We've just added a great new application under the R&D Team account to the Apple App Store for iPhone - if you are reading this entry on a computer with iTunes, go straight to it here.

This app is the world's first visual search application that makes the discovery of wine interactive and fun just by sending your picture of a bottle of wine to our server - and if we find it, you can uncover loads of information about the wine, and have the option to buy it!

Have a look at this video we've uploaded to YouTube to see it in action:

We've been working with visual search specialist Cortexica Vision Systems. They are the creators of a bio-inspired vision system enabling intelligent image recognition using principles derived from the human visual cortex.

I'm excited about this application because of the opportunities that a visual searching mechanism could do. To make it happen, Cortexica have worked out how the human brain interprets the scene they eyes are observing - and Tesco Wine Finder has this technology enabled.

When you look at anything, there is a mass of information to take in, but the human brain is able to filter it out so it can concentrate on what it decides is the important elements. Supposing you are reading this blog entry on your computer screen. Your brain is reading this text - but that's a tiny fraction of the information your eyes are taking in right now. They can see the rest of your computer desktop, the edge surrounding the screen, the stuff on your desk, your keyboard, your hands and much more. But until I just mentioned those items you probably are not aware that your eyes are indeed seeing them all the time. Your brain has just 'thrown away' much of the information your eyes are sending it in order to concentrate on the important bit - the reading of these words.

Cortexia have achieved the same thing - you send it an image and its algorithm works out what the important parts of the image are. The database on the search server that is called by Tesco Wine Finder contains images of a thousand wine labels - but an index that only records the 'important bits'. When you use Tesco Wine Finder to send the wine label, the server receives the whole (compressed) image but analyses it to find just the 'important bits' to send to the search request to match with similar signatures.

From my basic understanding of this technique, you are able to take an image, create a small 'signature' representing the 'important bits' after which it's a case of matching one image's signature with similar image signatures in the database - and overall deal with a lot less data!

The 'magic' that Cortexica Visual Search brings is to write computer algorithms that decide what is important in an image to compare it with others - taking into account varying lighting conditions, colours, contrast, sharpness/blurriness, one or more dominant objects in the image, and digital artifacts such as noise and compression side-effects. Of course if you take an image of anything other than a wine label - or if you take an image of a label at an acute angle or in very low-light conditions, the ability to match will be lessened.

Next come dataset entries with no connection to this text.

//! Shared attribute types (`opentelemetry.proto.common.v1`).

/// A scalar attribute value.
///
/// The upstream `AnyValue` also carries array/kvlist/bytes variants; the
/// extractor grammar only ever reads scalars, so those variants are not
/// modelled. Unknown variants decode as `value: None`.
#[derive(Clone, PartialEq, ::prost::Message)]
pub struct AnyValue {
    #[prost(oneof = "any_value::Value", tags = "1, 2, 3, 4")]
    pub value: Option<any_value::Value>,
}

pub mod any_value {
    #[derive(Clone, PartialEq, ::prost::Oneof)]
    pub enum Value {
        #[prost(string, tag = "1")]
        StringValue(String),
        #[prost(bool, tag = "2")]
        BoolValue(bool),
        #[prost(int64, tag = "3")]
        IntValue(i64),
        #[prost(double, tag = "4")]
        DoubleValue(f64),
    }
}

impl AnyValue {
    pub fn string(s: impl Into<String>) -> Self {
        Self {
            value: Some(any_value::Value::StringValue(s.into())),
        }
    }

    /// The string form of this value, or `None` for non-string variants.
    pub fn as_str(&self) -> Option<&str> {
        match &self.value {
            Some(any_value::Value::StringValue(s)) => Some(s.as_str()),
            _ => None,
        }
    }
}

/// A key/value attribute pair.
#[derive(Clone, PartialEq, ::prost::Message)]
pub struct KeyValue {
    #[prost(string, tag = "1")]
    pub key: String,
    #[prost(message, optional, tag = "2")]
    pub value: Option<AnyValue>,
}

impl KeyValue {
    pub fn string(key: impl Into<String>, value: impl Into<String>) -> Self {
        Self {
            key: key.into(),
            value: Some(AnyValue::string(value)),
        }
    }
}

/// Look up the first attribute named `key` and return its string value.
pub fn find_string<'a>(attributes: &'a [KeyValue], key: &str) -> Option<&'a str> {
    attributes
        .iter()
        .find(|kv| kv.key == key)
        .and_then(|kv| kv.value.as_ref())
        .and_then(|v| v.as_str())
}

/// Collect every string value carried by attributes named `key`.
///
/// A batch may legitimately repeat a key (e.g. several `host` attributes on
/// one resource); extraction needs all candidates, not just the first.
pub fn collect_strings<'a>(attributes: &'a [KeyValue], key: &str) -> Vec<&'a str> {
    attributes
        .iter()
        .filter(|kv| kv.key == key)
        .filter_map(|kv| kv.value.as_ref())
        .filter_map(|v| v.as_str())
        .collect()
}

/// Instrumentation scope descriptor.
#[derive(Clone, PartialEq, ::prost::Message)]
pub struct InstrumentationScope {
    #[prost(string, tag = "1")]
    pub name: String,
    #[prost(string, tag = "2")]
    pub version: String,
    #[prost(message, repeated, tag = "3")]
    pub attributes: Vec<KeyValue>,
}

#[cfg(test)]
mod tests {
    use super::*;

    #[test]
    fn test_find_string() {
        let attrs = vec![
            KeyValue::string("host", "srv-1"),
            KeyValue::string("service", "ping"),
        ];
        assert_eq!(find_string(&attrs, "host"), Some("srv-1"));
        assert_eq!(find_string(&attrs, "service"), Some("ping"));
        assert_eq!(find_string(&attrs, "missing"), None);
    }

    #[test]
    fn test_collect_strings_repeated_key() {
        let attrs = vec![
            KeyValue::string("host", "a"),
            KeyValue::string("host", "b"),
            KeyValue::string("unit", "ms"),
        ];
        assert_eq!(collect_strings(&attrs, "host"), vec!["a", "b"]);
    }

    #[test]
    fn test_non_string_value_is_skipped() {
        let attrs = vec![KeyValue {
            key: "host".into(),
            value: Some(AnyValue {
                value: Some(any_value::Value::IntValue(7)),
            }),
        }];
        assert_eq!(find_string(&attrs, "host"), None);
    }
}
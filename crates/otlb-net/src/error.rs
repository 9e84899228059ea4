use thiserror::Error;

/// Errors that can occur in the transport layer.
#[derive(Debug, Error)]
pub enum NetError {
    /// The connection was closed by the remote peer.
    #[error("connection closed")]
    ConnectionClosed,

    /// The connection was refused by the remote peer.
    #[error("connection refused")]
    ConnectionRefused,

    /// An I/O error from the underlying transport.
    #[error("io error: {0}")]
    Io(#[from] std::io::Error),

    /// The frame checksum did not match the computed CRC32C.
    #[error("checksum mismatch: expected {expected:#010x}, got {actual:#010x}")]
    ChecksumMismatch { expected: u32, actual: u32 },

    /// The received frame does not carry the bridge magic byte.
    #[error("invalid frame: bad magic (checksum low byte: {0:#04x})")]
    InvalidMagic(u8),

    /// The frame size exceeds the maximum allowed.
    #[error("frame too large: {size} bytes (max {max})")]
    MessageTooLarge { size: usize, max: usize },

    /// The frame is shorter than its fixed prefix requires.
    #[error("incomplete frame: need {need} bytes, have {have}")]
    IncompleteFrame { need: usize, have: usize },

    /// The frame payload failed protobuf decoding.
    #[error("decode error: {0}")]
    Decode(#[from] prost::DecodeError),

    /// The frame names a service id nothing is registered for.
    #[error("unknown service: service_id={0}")]
    UnknownService(u16),

    /// A write was attempted on a session that already shut down.
    #[error("session closed")]
    SessionClosed,

    /// The peer's authentication token expired.
    #[error("token expired")]
    TokenExpired,
}
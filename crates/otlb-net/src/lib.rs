//! Framed duplex transport for the telemetry bridge.
//!
//! The bridge talks to two kinds of peers over the same framing: plain
//! OpenTelemetry collectors pushing metric batches, and the proprietary
//! monitoring agent with its handshake and config-push envelope. Both
//! directions of a connection run through one [`DuplexSession`]; the
//! [`SessionRegistry`] owns the sessions, [`BridgeServer`] accepts inbound
//! peers and [`ReverseConnector`] dials NATed agents.

pub mod agent;
pub mod error;
pub mod message;
pub mod registry;
pub mod reverse;
pub mod server;
pub mod session;
pub mod socket;
pub mod stats;
pub mod tcp;

pub use agent::{AgentSession, AgentTargetConfig, MetricHandler};
pub use error::NetError;
pub use message::{
    Frame, MessageHeader, METHOD_AGENT_MESSAGE, METHOD_EXPORT, METHOD_EXPORT_ACK,
    SERVICE_AGENT, SERVICE_OTEL,
};
pub use registry::SessionRegistry;
pub use reverse::{ReverseConnector, RECONNECT_DELAY};
pub use server::{AcceptHook, BridgeServer};
pub use session::{AcceptedRole, DuplexSession, FrameDelegate, InitiatedRole, SessionRole};
pub use socket::{Connector, Listener, Socket};
pub use stats::{AgentGroup, AgentStats};
pub use tcp::{TcpAcceptor, TcpConnector, TcpSocket};
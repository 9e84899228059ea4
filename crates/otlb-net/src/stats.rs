//! Fleet statistics for connected agents.

use std::collections::HashMap;

use parking_lot::Mutex;

/// Grouping key for the fleet view: agents sharing a version, an OS and a
/// connection direction count together.
#[derive(Clone, Debug, Hash, PartialEq, Eq, PartialOrd, Ord)]
pub struct AgentGroup {
    pub version: String,
    pub os: String,
    pub reversed: bool,
}

/// Connected-agent counters, grouped by [`AgentGroup`].
#[derive(Default)]
pub struct AgentStats {
    groups: Mutex<HashMap<AgentGroup, usize>>,
}

impl AgentStats {
    pub fn new() -> Self {
        Self::default()
    }

    pub fn register(&self, group: AgentGroup) {
        *self.groups.lock().entry(group).or_insert(0) += 1;
    }

    pub fn unregister(&self, group: &AgentGroup) {
        let mut groups = self.groups.lock();
        if let Some(count) = groups.get_mut(group) {
            *count -= 1;
            if *count == 0 {
                groups.remove(group);
            }
        }
    }

    pub fn total(&self) -> usize {
        self.groups.lock().values().sum()
    }

    /// Current counters, sorted by group for stable output.
    pub fn snapshot(&self) -> Vec<(AgentGroup, usize)> {
        let mut out: Vec<_> = self
            .groups
            .lock()
            .iter()
            .map(|(g, c)| (g.clone(), *c))
            .collect();
        out.sort();
        out
    }
}
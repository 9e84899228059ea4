//! Accept loop for inbound connections.

use std::sync::Arc;

use tokio::sync::Notify;
use tracing::{error, info};

use crate::agent::AgentSession;
use crate::socket::{Listener, Socket};

/// Builds and registers the agent session for an accepted socket.
pub type AcceptHook = Arc<dyn Fn(Arc<dyn Socket>) -> Arc<AgentSession> + Send + Sync>;

/// Listens for collectors and agents dialing in.
///
/// Each accepted socket is handed to the accept hook, which wires up the
/// session; the sessions drive themselves from there, so the server only
/// owns the accept loop. Shutdown is coordinated through `stop()`.
pub struct BridgeServer {
    shutdown: Arc<Notify>,
    running: bool,
}

impl BridgeServer {
    pub fn new() -> Self {
        Self {
            shutdown: Arc::new(Notify::new()),
            running: false,
        }
    }

    /// Start accepting connections from the provided `Listener`.
    pub fn start(&mut self, listener: Box<dyn Listener>, on_accept: AcceptHook) {
        if self.running {
            tracing::warn!("server already running, ignoring duplicate start");
            return;
        }
        self.running = true;

        let shutdown = Arc::clone(&self.shutdown);
        let addr = listener.local_addr();
        info!(%addr, "server starting");

        tokio::spawn(async move {
            Self::accept_loop(listener, on_accept, shutdown).await;
            info!(%addr, "server accept loop exited");
        });
    }

    /// Stop the accept loop. Established sessions are shut down by their
    /// registry, not here.
    pub fn stop(&mut self) {
        if self.running {
            info!("server stopping");
            self.shutdown.notify_waiters();
            self.running = false;
        }
    }

    pub fn is_running(&self) -> bool {
        self.running
    }

    async fn accept_loop(listener: Box<dyn Listener>, on_accept: AcceptHook, shutdown: Arc<Notify>) {
        loop {
            tokio::select! {
                biased;

                _ = shutdown.notified() => {
                    info!("server shutdown signal received");
                    break;
                }

                result = listener.accept() => {
                    match result {
                        Ok(socket) => {
                            let _session = on_accept(socket);
                        }
                        Err(e) => {
                            error!("accept error: {}", e);
                            // Brief pause to avoid tight error loops.
                            tokio::time::sleep(std::time::Duration::from_millis(10)).await;
                        }
                    }
                }
            }
        }
    }
}

impl Default for BridgeServer {
    fn default() -> Self {
        Self::new()
    }
}
//! Per-entity metric buffering.
//!
//! Telemetry arrives push-based; checks consume it pull-based. This crate
//! bridges the two with short-lived, bounded, time-ordered buffers:
//! [`DataPoint`] views over a shared batch, a [`MetricFifo`] per
//! (entity, metric) pair and the [`FifoContainer`] that owns them all under
//! a single mutex.

pub mod container;
pub mod data_point;
pub mod fifo;

pub use container::{
    FifoContainer, FifoLimits, MetricMap, DEFAULT_FIFO_EXPIRY_SECS, DEFAULT_MAX_FIFO_SIZE,
};
pub use data_point::{extract_data_points, DataPoint};
pub use fifo::MetricFifo;
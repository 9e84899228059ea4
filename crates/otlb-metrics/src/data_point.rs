//! Cheap views over a shared metric batch.

use otlb_proto::{Exemplar, KeyValue, Metric, MetricRequest, NumberDataPoint};

/// One numeric sample inside a received batch.
///
/// The view holds the whole request behind an `Arc` plus the path down to
/// one data point, so buffering a point never copies attribute lists and the
/// batch stays alive as long as any point from it is buffered.
#[derive(Clone)]
pub struct DataPoint {
    request: MetricRequest,
    resource_index: usize,
    scope_index: usize,
    metric_index: usize,
    point_index: usize,
}

impl DataPoint {
    pub fn new(
        request: MetricRequest,
        resource_index: usize,
        scope_index: usize,
        metric_index: usize,
        point_index: usize,
    ) -> Self {
        Self {
            request,
            resource_index,
            scope_index,
            metric_index,
            point_index,
        }
    }

    pub fn request(&self) -> &MetricRequest {
        &self.request
    }

    pub fn resource_attributes(&self) -> &[KeyValue] {
        self.request.resource_metrics[self.resource_index]
            .resource
            .as_ref()
            .map(|r| r.attributes.as_slice())
            .unwrap_or(&[])
    }

    pub fn scope_attributes(&self) -> &[KeyValue] {
        self.request.resource_metrics[self.resource_index].scope_metrics[self.scope_index]
            .scope
            .as_ref()
            .map(|s| s.attributes.as_slice())
            .unwrap_or(&[])
    }

    pub fn metric(&self) -> &Metric {
        &self.request.resource_metrics[self.resource_index].scope_metrics[self.scope_index]
            .metrics[self.metric_index]
    }

    pub fn point(&self) -> &NumberDataPoint {
        &self.metric().data_points()[self.point_index]
    }

    pub fn metric_name(&self) -> &str {
        &self.metric().name
    }

    pub fn unit(&self) -> &str {
        &self.metric().unit
    }

    pub fn description(&self) -> &str {
        &self.metric().description
    }

    pub fn attributes(&self) -> &[KeyValue] {
        &self.point().attributes
    }

    pub fn time_unix_nano(&self) -> u64 {
        self.point().time_unix_nano
    }

    pub fn value_f64(&self) -> f64 {
        self.point().value_f64()
    }

    pub fn exemplars(&self) -> &[Exemplar] {
        &self.point().exemplars
    }
}

impl std::fmt::Debug for DataPoint {
    fn fmt(&self, f: &mut std::fmt::Formatter<'_>) -> std::fmt::Result {
        f.debug_struct("DataPoint")
            .field("metric", &self.metric_name())
            .field("time_unix_nano", &self.time_unix_nano())
            .field("value", &self.value_f64())
            .finish()
    }
}

/// Walk every number data point of a batch and hand a view of it to
/// `visitor`. Metrics whose shape carries no number points (histogram,
/// summary, unset) contribute nothing.
pub fn extract_data_points(request: &MetricRequest, mut visitor: impl FnMut(DataPoint)) {
    for (ri, rm) in request.resource_metrics.iter().enumerate() {
        for (si, sm) in rm.scope_metrics.iter().enumerate() {
            for (mi, metric) in sm.metrics.iter().enumerate() {
                for pi in 0..metric.data_points().len() {
                    visitor(DataPoint::new(request.clone(), ri, si, mi, pi));
                }
            }
        }
    }
}
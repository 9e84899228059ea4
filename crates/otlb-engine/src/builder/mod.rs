//! Check-result builders.
//!
//! A builder turns buffered telemetry for one (host, service) into a
//! plugin-style check result. Two conventions exist for how metrics encode
//! thresholds; the `--processor=` token in the check command line selects
//! one at construction time.

mod agent;
mod nagios;

use std::sync::atomic::{AtomicBool, Ordering};
use std::sync::Arc;
use std::time::Duration;

use otlb_metrics::{FifoContainer, MetricMap};
use parking_lot::Mutex;
use tokio::time::Instant;
use tracing::debug;

use crate::check_result::CheckResult;
use crate::error::EngineError;
use crate::extractor::find_arg;

/// The check-output convention used to decode buffered metrics.
#[derive(Clone, Copy, Debug, PartialEq, Eq)]
pub enum Processor {
    /// Telegraf's nagios plugin output re-encoded as suffixed metric names
    /// (`<cmd>_value`, `<cmd>_critical_gt`, ...) with `perfdata`/`unit`
    /// data-point attributes.
    NagiosTelegraf,
    /// The monitoring agent's native convention: anchor metric `status`,
    /// thresholds smuggled in exemplars.
    Agent,
}

/// Parsed once per distinct command line.
#[derive(Clone, Copy, Debug, PartialEq, Eq)]
pub struct CheckResultBuilderConfig {
    pub processor: Processor,
}

impl CheckResultBuilderConfig {
    pub fn parse(cmdline: &str) -> Result<Self, EngineError> {
        match find_arg(cmdline, "processor") {
            Some("nagios_telegraf") => Ok(Self {
                processor: Processor::NagiosTelegraf,
            }),
            Some("agent") => Ok(Self {
                processor: Processor::Agent,
            }),
            _ => Err(EngineError::UnknownProcessor(cmdline.to_owned())),
        }
    }
}

/// Invoked with the result of a deferred check, exactly once.
pub type CheckCallback = Box<dyn FnOnce(CheckResult) + Send + 'static>;

/// One pending (or just-created) check.
///
/// Resolution happens exactly once: synchronously at creation, later when
/// matching telemetry arrives, or through the timeout sweep. An atomic
/// guard enforces the exactly-once contract whichever path wins.
pub struct CheckResultBuilder {
    command_id: u64,
    host: String,
    service: String,
    processor: Processor,
    deadline: Instant,
    completed: AtomicBool,
    callback: Mutex<Option<CheckCallback>>,
}

impl CheckResultBuilder {
    pub fn new(
        config: &CheckResultBuilderConfig,
        command_id: u64,
        host: impl Into<String>,
        service: impl Into<String>,
        timeout: Duration,
        callback: CheckCallback,
    ) -> Arc<Self> {
        Arc::new(Self {
            command_id,
            host: host.into(),
            service: service.into(),
            processor: config.processor,
            deadline: Instant::now() + timeout,
            completed: AtomicBool::new(false),
            callback: Mutex::new(Some(callback)),
        })
    }

    pub fn command_id(&self) -> u64 {
        self.command_id
    }

    pub fn host_serv(&self) -> (&str, &str) {
        (&self.host, &self.service)
    }

    pub fn deadline(&self) -> Instant {
        self.deadline
    }

    fn build(&self, fifos: &mut MetricMap) -> Option<CheckResult> {
        match self.processor {
            Processor::NagiosTelegraf => nagios::build(fifos, self.command_id),
            Processor::Agent => agent::build(fifos, self.command_id),
        }
    }

    /// Attempt an immediate resolution. On success the builder is spent and
    /// the result is returned to the caller; the callback is not invoked.
    pub fn sync_build(&self, container: &FifoContainer) -> Option<CheckResult> {
        let (host, service) = (self.host.as_str(), self.service.as_str());
        let result = container.with_fifos(host, service, |fifos| self.build(fifos))??;
        if self.completed.swap(true, Ordering::AcqRel) {
            return None;
        }
        self.callback.lock().take();
        Some(result)
    }

    /// Re-attempt after new telemetry. On success the callback fires and
    /// `true` is returned; `false` means still pending.
    pub fn async_build(&self, container: &FifoContainer) -> bool {
        if self.completed.load(Ordering::Acquire) {
            return true;
        }
        let (host, service) = (self.host.as_str(), self.service.as_str());
        let Some(result) = container
            .with_fifos(host, service, |fifos| self.build(fifos))
            .flatten()
        else {
            return false;
        };
        self.complete(result);
        true
    }

    /// Deadline passed: deliver the dedicated timed-out result.
    pub fn on_timeout(&self) {
        debug!(
            command_id = self.command_id,
            host = %self.host,
            service = %self.service,
            "check timed out"
        );
        self.complete(CheckResult::timed_out(self.command_id));
    }

    fn complete(&self, result: CheckResult) {
        if self.completed.swap(true, Ordering::AcqRel) {
            return;
        }
        if let Some(callback) = self.callback.lock().take() {
            callback(result);
        }
    }
}

/// Warn or crit threshold assembled from lt/gt/le/ge parts.
#[derive(Clone, Copy, Debug, Default)]
pub(crate) struct Bound {
    pub lt: Option<f64>,
    pub gt: Option<f64>,
    pub le: Option<f64>,
    pub ge: Option<f64>,
}

impl Bound {
    pub fn is_empty(&self) -> bool {
        self.lt.is_none() && self.gt.is_none() && self.le.is_none() && self.ge.is_none()
    }

    /// Plugin threshold syntax: `lo:hi` alerts outside the range, `@lo:hi`
    /// inside it. A missing lower bound renders as `0` for exclusive ranges
    /// and as the plugin convention's `~` for inclusive ones; a missing
    /// upper bound renders as nothing.
    pub fn render(&self, out: &mut String) {
        if self.is_empty() {
            return;
        }
        let inclusive = self.le.is_some() || self.ge.is_some();
        if inclusive {
            out.push('@');
        }
        match self.le.or(self.lt) {
            Some(lo) => out.push_str(&fmt_number(lo)),
            None if inclusive => out.push('~'),
            None => out.push('0'),
        }
        out.push(':');
        if let Some(hi) = self.ge.or(self.gt) {
            out.push_str(&fmt_number(hi));
        }
    }
}

/// One performance-data token in the making.
#[derive(Clone, Debug, Default)]
pub(crate) struct PerfData {
    pub unit: String,
    pub value: Option<f64>,
    pub warning: Bound,
    pub critical: Bound,
    pub min: Option<f64>,
    pub max: Option<f64>,
}

impl PerfData {
    /// `label=value[unit];warn;crit;min;max`, empty fields kept.
    pub fn render(&self, label: &str, out: &mut String) {
        let Some(value) = self.value else { return };
        out.push_str(label);
        out.push('=');
        out.push_str(&fmt_number(value));
        out.push_str(&self.unit);
        out.push(';');
        self.warning.render(out);
        out.push(';');
        self.critical.render(out);
        out.push(';');
        if let Some(min) = self.min {
            out.push_str(&fmt_number(min));
        }
        out.push(';');
        if let Some(max) = self.max {
            out.push_str(&fmt_number(max));
        }
    }
}

/// Render a sample or threshold value; integral values print without a
/// fractional part.
pub(crate) fn fmt_number(v: f64) -> String {
    format!("{v}")
}

#[cfg(test)]
mod tests {
    use super::*;
    use otlb_proto::{
        metric, number_data_point, ExportMetricsServiceRequest, Gauge, Metric, MetricRequest,
        NumberDataPoint, ResourceMetrics, ScopeMetrics,
    };

    const BASE_SECS: u64 = 1_700_000_000;

    /// One agent-convention batch, `status` plus a `load` sample whose
    /// value equals the batch index.
    fn timed_batch(i: u64) -> MetricRequest {
        let ts = (BASE_SECS + i) * 1_000_000_000;
        let sample = |name: &str, description: &str, value: f64| Metric {
            name: name.into(),
            description: description.into(),
            unit: String::new(),
            data: Some(metric::Data::Gauge(Gauge {
                data_points: vec![NumberDataPoint {
                    time_unix_nano: ts,
                    value: Some(number_data_point::Value::AsDouble(value)),
                    ..Default::default()
                }],
            })),
        };
        Arc::new(ExportMetricsServiceRequest {
            resource_metrics: vec![ResourceMetrics {
                resource: None,
                scope_metrics: vec![ScopeMetrics {
                    scope: None,
                    metrics: vec![sample("status", "plugin ran", 0.0), sample("load", "", i as f64)],
                    schema_url: String::new(),
                }],
                schema_url: String::new(),
            }],
        })
    }

    #[test]
    fn test_concurrent_ingest_and_sync_build() {
        let container = Arc::new(FifoContainer::new(10, u64::MAX / 1_000_000_000));
        let writer = {
            let container = Arc::clone(&container);
            std::thread::spawn(move || {
                for i in 0..300 {
                    let request = timed_batch(i);
                    otlb_metrics::extract_data_points(&request, |dp| {
                        container.add_data_point("h", "s", dp);
                    });
                }
            })
        };

        let config = CheckResultBuilderConfig {
            processor: Processor::Agent,
        };
        let mut observed = 0;
        while observed < 100 {
            let builder = CheckResultBuilder::new(
                &config,
                1,
                "h",
                "s",
                Duration::from_secs(30),
                Box::new(|_| {}),
            );
            let Some(result) = builder.sync_build(&container) else {
                continue;
            };
            observed += 1;
            // The container mutex makes every correlation a coherent
            // snapshot: the anchor and any perfdata correlated with it
            // must come from the same batch, whatever the writer is doing.
            let i = result.start_time_secs() - BASE_SECS;
            assert!(result.output.starts_with("plugin ran|"));
            if let Some(rest) = result.output.strip_prefix("plugin ran| load=") {
                let value: u64 = rest.split(';').next().unwrap().parse().unwrap();
                assert_eq!(value, i);
            }
        }
        writer.join().unwrap();
    }

    #[test]
    fn test_parse_processor() {
        assert_eq!(
            CheckResultBuilderConfig::parse("--processor=nagios_telegraf")
                .unwrap()
                .processor,
            Processor::NagiosTelegraf
        );
        assert_eq!(
            CheckResultBuilderConfig::parse("--processor=agent --extra=1")
                .unwrap()
                .processor,
            Processor::Agent
        );
    }

    #[test]
    fn test_parse_unknown_processor_fails_fast() {
        assert!(matches!(
            CheckResultBuilderConfig::parse("--processor=grpc").unwrap_err(),
            EngineError::UnknownProcessor(_)
        ));
        assert!(CheckResultBuilderConfig::parse("").is_err());
    }

    #[test]
    fn test_bound_render() {
        let mut out = String::new();
        Bound {
            lt: Some(0.0),
            gt: Some(40.0),
            ..Default::default()
        }
        .render(&mut out);
        assert_eq!(out, "0:40");

        out.clear();
        Bound {
            gt: Some(50.0),
            ..Default::default()
        }
        .render(&mut out);
        assert_eq!(out, "0:50");

        out.clear();
        Bound {
            le: Some(0.0),
            ge: Some(80.0),
            ..Default::default()
        }
        .render(&mut out);
        assert_eq!(out, "@0:80");

        out.clear();
        Bound {
            lt: Some(0.2),
            ..Default::default()
        }
        .render(&mut out);
        assert_eq!(out, "0.2:");

        // Inclusive with no lower bound covers everything up to `hi`.
        out.clear();
        Bound {
            ge: Some(75.0),
            ..Default::default()
        }
        .render(&mut out);
        assert_eq!(out, "@~:75");

        out.clear();
        Bound::default().render(&mut out);
        assert_eq!(out, "");
    }

    #[test]
    fn test_perf_data_render() {
        let mut out = String::new();
        PerfData {
            unit: "ms".into(),
            value: Some(0.022),
            warning: Bound {
                lt: Some(0.0),
                gt: Some(200.0),
                ..Default::default()
            },
            critical: Bound {
                lt: Some(0.0),
                gt: Some(500.0),
                ..Default::default()
            },
            min: Some(0.0),
            max: None,
        }
        .render("rta", &mut out);
        assert_eq!(out, "rta=0.022ms;0:200;0:500;0;");
    }

    #[test]
    fn test_fmt_number() {
        assert_eq!(fmt_number(12.0), "12");
        assert_eq!(fmt_number(0.022), "0.022");
        assert_eq!(fmt_number(0.0), "0");
    }
}
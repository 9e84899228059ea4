//! Metrics-export service messages
//! (`opentelemetry.proto.collector.metrics.v1`).

use crate::metrics::ResourceMetrics;

/// A batch of metrics pushed by a collector or embedded in an agent
/// envelope.
#[derive(Clone, PartialEq, ::prost::Message)]
pub struct ExportMetricsServiceRequest {
    #[prost(message, repeated, tag = "1")]
    pub resource_metrics: Vec<ResourceMetrics>,
}

/// Acknowledgment returned for every export request.
#[derive(Clone, PartialEq, ::prost::Message)]
pub struct ExportMetricsServiceResponse {
    #[prost(message, optional, tag = "1")]
    pub partial_success: Option<ExportMetricsPartialSuccess>,
}

#[derive(Clone, PartialEq, ::prost::Message)]
pub struct ExportMetricsPartialSuccess {
    #[prost(int64, tag = "1")]
    pub rejected_data_points: i64,
    #[prost(string, tag = "2")]
    pub error_message: String,
}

So please try out Tesco Wine Finder and let me know what you think - oh and of course you get access to our Tesco Wine by the case store too; choose from over 1,000 wines and champagnes including your in-store favourites as well as award winners and mixed cases. You can stock up and enjoy your wine sooner with next day delivery or choose a 2 hour delivery slot on a day that suits you. Which is nice!


  1. Can we expect to see this on Android soon?

  2. Is this the exciting product you alluded to the other day...?

  3. Very interesting, thanks for the write up. I'd love to see some more tech details on this, is their a way to get overlays from an image to see what the system things are important areas?

    Are their plans to widen this outside of wine? - in the future could I take a photo of a product and have it identified and the appropriate Tesco SKU so I can add it to my shopping list? how does it compare to barcode scanning with a iPhone camera?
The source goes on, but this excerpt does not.